* Exercise
Every line with the word "pipeline" in it should be extracted from the data that follows.

* Record excerpts

········

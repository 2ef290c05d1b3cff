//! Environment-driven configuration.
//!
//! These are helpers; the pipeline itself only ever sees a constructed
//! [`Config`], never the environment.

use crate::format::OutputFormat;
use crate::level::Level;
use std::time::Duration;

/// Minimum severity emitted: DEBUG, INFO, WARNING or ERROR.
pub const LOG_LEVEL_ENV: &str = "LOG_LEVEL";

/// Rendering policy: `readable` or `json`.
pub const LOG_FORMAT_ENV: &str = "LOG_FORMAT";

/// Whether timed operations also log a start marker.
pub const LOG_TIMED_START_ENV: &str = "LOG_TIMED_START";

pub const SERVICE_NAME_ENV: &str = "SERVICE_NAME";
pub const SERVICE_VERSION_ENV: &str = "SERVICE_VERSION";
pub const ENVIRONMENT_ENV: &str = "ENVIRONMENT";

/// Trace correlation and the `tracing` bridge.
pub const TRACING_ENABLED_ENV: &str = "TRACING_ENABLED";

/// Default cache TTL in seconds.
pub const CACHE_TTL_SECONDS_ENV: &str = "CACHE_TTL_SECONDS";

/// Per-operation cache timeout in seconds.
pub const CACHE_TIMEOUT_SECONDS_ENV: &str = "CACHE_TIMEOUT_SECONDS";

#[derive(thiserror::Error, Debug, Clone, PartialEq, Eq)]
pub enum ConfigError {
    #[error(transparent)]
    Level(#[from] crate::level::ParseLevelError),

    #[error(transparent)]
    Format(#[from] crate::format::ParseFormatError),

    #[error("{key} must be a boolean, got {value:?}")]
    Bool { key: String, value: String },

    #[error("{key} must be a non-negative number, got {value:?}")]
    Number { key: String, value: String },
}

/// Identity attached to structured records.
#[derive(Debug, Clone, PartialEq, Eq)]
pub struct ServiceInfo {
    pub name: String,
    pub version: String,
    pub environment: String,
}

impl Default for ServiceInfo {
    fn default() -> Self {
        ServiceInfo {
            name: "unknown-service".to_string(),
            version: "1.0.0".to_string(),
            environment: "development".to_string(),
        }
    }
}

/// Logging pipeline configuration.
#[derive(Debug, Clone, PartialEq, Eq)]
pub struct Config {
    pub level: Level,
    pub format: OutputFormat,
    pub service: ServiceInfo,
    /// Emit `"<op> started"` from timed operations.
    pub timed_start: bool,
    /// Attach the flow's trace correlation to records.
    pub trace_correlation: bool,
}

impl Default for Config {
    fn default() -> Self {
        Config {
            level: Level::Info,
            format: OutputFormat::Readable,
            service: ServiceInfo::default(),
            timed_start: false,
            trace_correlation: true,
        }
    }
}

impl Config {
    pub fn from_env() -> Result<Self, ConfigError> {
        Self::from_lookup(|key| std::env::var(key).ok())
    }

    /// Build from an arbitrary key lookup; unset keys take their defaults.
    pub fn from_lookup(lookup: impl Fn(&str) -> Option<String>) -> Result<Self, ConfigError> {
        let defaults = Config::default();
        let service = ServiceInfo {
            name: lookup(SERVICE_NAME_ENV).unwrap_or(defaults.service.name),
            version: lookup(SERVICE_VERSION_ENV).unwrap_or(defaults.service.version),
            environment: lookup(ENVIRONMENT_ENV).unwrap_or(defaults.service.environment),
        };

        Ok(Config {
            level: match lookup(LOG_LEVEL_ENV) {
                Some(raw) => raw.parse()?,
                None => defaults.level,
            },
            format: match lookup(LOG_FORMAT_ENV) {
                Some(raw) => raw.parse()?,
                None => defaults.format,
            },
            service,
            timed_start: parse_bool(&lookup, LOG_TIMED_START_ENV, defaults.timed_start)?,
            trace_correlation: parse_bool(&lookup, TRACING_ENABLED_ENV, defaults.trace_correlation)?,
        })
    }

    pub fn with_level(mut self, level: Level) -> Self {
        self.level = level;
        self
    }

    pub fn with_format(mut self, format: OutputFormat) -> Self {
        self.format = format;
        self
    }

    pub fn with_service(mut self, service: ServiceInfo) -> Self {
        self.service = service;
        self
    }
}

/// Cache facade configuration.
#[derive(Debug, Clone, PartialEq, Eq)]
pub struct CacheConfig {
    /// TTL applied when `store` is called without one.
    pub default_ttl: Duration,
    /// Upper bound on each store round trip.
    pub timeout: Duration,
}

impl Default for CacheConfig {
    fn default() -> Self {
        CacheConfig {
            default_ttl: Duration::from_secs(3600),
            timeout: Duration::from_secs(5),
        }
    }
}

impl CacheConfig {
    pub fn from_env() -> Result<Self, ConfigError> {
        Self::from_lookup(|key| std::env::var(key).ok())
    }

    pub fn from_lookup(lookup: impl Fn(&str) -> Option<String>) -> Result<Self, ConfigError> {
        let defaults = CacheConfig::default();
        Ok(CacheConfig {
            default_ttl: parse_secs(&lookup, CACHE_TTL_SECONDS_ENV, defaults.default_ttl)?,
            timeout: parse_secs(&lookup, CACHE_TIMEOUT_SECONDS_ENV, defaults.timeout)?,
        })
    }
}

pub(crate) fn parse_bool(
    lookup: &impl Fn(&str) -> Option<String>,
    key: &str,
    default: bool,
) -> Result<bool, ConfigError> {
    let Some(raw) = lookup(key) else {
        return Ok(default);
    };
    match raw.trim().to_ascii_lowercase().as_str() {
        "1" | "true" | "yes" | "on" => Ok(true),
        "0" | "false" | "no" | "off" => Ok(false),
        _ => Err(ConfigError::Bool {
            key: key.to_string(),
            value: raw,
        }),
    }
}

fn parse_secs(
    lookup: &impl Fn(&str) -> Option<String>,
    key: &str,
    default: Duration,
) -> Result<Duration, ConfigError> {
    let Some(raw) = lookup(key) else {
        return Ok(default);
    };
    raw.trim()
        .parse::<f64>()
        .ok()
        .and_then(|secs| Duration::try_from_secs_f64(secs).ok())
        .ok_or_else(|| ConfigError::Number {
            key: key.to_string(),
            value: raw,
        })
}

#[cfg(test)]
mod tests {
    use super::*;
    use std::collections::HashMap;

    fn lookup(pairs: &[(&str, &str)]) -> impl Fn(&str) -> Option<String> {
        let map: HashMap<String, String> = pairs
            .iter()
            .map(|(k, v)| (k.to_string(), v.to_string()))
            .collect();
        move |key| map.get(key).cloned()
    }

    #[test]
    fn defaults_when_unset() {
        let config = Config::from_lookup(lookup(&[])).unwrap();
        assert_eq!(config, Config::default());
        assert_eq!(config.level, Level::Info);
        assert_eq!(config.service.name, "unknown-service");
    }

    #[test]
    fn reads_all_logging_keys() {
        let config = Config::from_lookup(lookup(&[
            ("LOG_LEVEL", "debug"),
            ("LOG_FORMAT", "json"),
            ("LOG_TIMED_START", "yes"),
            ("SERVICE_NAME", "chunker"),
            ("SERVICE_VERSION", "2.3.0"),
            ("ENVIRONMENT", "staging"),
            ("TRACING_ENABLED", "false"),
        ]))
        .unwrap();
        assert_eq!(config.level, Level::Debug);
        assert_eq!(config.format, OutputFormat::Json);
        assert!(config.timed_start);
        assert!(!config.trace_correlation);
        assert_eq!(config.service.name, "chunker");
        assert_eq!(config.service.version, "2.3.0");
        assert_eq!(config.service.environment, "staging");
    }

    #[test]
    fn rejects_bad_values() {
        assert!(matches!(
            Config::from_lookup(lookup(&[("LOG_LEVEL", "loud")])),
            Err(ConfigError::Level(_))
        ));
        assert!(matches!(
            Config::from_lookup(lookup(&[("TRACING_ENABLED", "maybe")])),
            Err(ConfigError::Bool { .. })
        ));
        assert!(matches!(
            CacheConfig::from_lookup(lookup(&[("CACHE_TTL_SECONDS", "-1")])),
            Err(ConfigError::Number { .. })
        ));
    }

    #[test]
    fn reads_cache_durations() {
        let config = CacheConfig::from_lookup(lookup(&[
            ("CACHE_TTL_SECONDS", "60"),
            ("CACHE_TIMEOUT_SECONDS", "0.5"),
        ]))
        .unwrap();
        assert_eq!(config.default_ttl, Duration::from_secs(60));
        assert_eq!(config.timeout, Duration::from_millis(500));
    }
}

········

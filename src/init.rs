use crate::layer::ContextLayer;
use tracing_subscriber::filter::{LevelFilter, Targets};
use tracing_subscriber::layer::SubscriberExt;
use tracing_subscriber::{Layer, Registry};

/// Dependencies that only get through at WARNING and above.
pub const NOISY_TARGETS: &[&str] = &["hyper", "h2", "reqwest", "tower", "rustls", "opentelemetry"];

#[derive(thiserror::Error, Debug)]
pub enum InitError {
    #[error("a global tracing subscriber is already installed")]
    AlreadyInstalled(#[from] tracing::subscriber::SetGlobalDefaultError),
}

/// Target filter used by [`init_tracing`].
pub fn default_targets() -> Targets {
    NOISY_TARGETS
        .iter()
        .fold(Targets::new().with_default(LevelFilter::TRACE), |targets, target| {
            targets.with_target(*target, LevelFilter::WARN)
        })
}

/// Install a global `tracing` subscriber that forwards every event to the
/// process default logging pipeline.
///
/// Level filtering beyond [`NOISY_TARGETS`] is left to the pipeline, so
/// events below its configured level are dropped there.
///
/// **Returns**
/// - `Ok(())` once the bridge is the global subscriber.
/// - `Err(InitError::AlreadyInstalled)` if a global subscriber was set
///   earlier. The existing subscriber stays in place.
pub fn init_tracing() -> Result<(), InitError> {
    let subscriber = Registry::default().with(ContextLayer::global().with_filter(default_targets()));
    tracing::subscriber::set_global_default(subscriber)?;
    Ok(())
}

········

* Exercise response
//! These are helpers; the pipeline itself only ever sees a constructed
/// Logging pipeline configuration.
/// process default logging pipeline.
/// Level filtering beyond [`NOISY_TARGETS`] is left to the pipeline, so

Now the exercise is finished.